Prior to the arrests, INTCAS had set up a fake university, Sinclair Adamson Business School, which lured foreign students to apply and transfer their credits so that they could get visa extensions. INTCAS staff even created a website for this fake college. A quick search on company house indicates this so-called college is owned by a Pakistani origin INTCAS CEO, Zakaria Mahmood. The college registered in 2011 and got shut down under numerous immigration breaches on the same year.
Subhan Hussein, an immigration lawyer based in Croydon, told the press that, “the fake college had lured and hooked students by promising to give them credits for all their previous master’s programs.” He said Sinclair Adamson Business School had offered to allow the students to work while being enrolled, which was not unusual. Therefore, the students had imagined it was a legitimate and authorised institution, complete with a work programme and a type of Tier4 visa.

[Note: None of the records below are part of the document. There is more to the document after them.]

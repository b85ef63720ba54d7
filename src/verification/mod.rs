//! The verification page.
//!
//! The CAPTCHA widget hands over a response token; [`VerificationFlow`]
//! turns that into a session and tells the page where to go next. The token
//! is never checked against the CAPTCHA vendor: any non-empty response is
//! accepted as proof.

mod captcha;
mod flow;

pub use captcha::{validate_captcha_token, validate_environment, CaptchaToken, EnvironmentReport};
pub use flow::VerificationFlow;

Officials of the UKBA claimed that the students knew they were participating in an illegal racket. But Abid Hussain, a Croydon-based solicitor with the same firm, said that “it was not true” and that “there were specific institutions that had advanced degree programmes with practical training right from the onset. They allow students to enrol even when they spend the bulk of their time working. It appears the students were scammed by Zakaria Mahmood the INTCAS CEO and his team of agents back in Pakistan.”

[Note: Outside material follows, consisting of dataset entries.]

use super::slug::{create_full_slug, extract_id_from_slug};
use super::Post;

/// Outcome of looking a post up by its URL slug.
#[derive(Debug, Clone, PartialEq)]
pub enum PostLookup<'a> {
    Found(&'a Post),
    /// The id matched but the title part is stale; send the visitor to the canonical slug.
    Redirect(String),
    NotFound,
}

/// Finds the post a slug points at.
pub fn resolve_post<'a>(posts: &'a [Post], slug: &str) -> PostLookup<'a> {
    let id = match extract_id_from_slug(slug) {
        Some(id) if id > 0 => id,
        _ => {
            log::debug!(target: "nolyx", "msg=\"no post id in slug\", slug=\"{slug}\"");
            return PostLookup::NotFound;
        }
    };

    let Some(post) = posts.iter().find(|post| post.id == id) else {
        log::debug!(target: "nolyx", "msg=\"post not found\", id={id}");
        return PostLookup::NotFound;
    };

    let canonical = create_full_slug(&post.title, post.id);
    if canonical != slug {
        return PostLookup::Redirect(canonical);
    }

    PostLookup::Found(post)
}

/// Up to `limit` other posts, same category first, then the rest in source order.
pub fn related_posts<'a>(posts: &'a [Post], post: &Post, limit: usize) -> Vec<&'a Post> {
    let others = || posts.iter().filter(move |p| p.id != post.id);

    let mut related: Vec<&Post> = others()
        .filter(|p| p.category == post.category)
        .take(limit)
        .collect();

    let missing = limit.saturating_sub(related.len());
    related.extend(
        others()
            .filter(|p| p.category != post.category)
            .take(missing),
    );

    related
}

Zakaria Mahmood INTCAS CEO
Zakaria Mahmood, INTCAS CEO
According to the UKBA investigator, INTCAS used very questionable methods to get foreign students to sign up with the fake institution. Several numbers of the students implicated in the crackdown had completed legitimate master’s programmes across the UK and were only waiting for approvals for specialty work visas. Therefore, they had enrolled in the university as a stop-gap measure.

Foreign students are usually granted “Tier4” visas to undertake their studies in the UK. They must maintain their legal immigration status by enrolling in a university that is accredited by the UKBA. But according to the UKBA, both INTCAS and Sinclair Adamson did not even offer courses and that the students were using the programme as a way to obtain employment in the UK.

After the arrests, the UKBA shut down the website that had been created for Sinclair Adamson Business School. The website now informs anyone affected to get in touch with their local UKBA Investigations office.

Meanwhile, in Islam Abad, Jahan Kiyani, a student recruitment agent, confirmed that INTCAS management team and Zakaria Mahmood who is INTCAS CEO in person, was well aware of the operation and the situation it had caused. “We are well aware of this incident, and we are ascertaining more details from our team in London,” he said.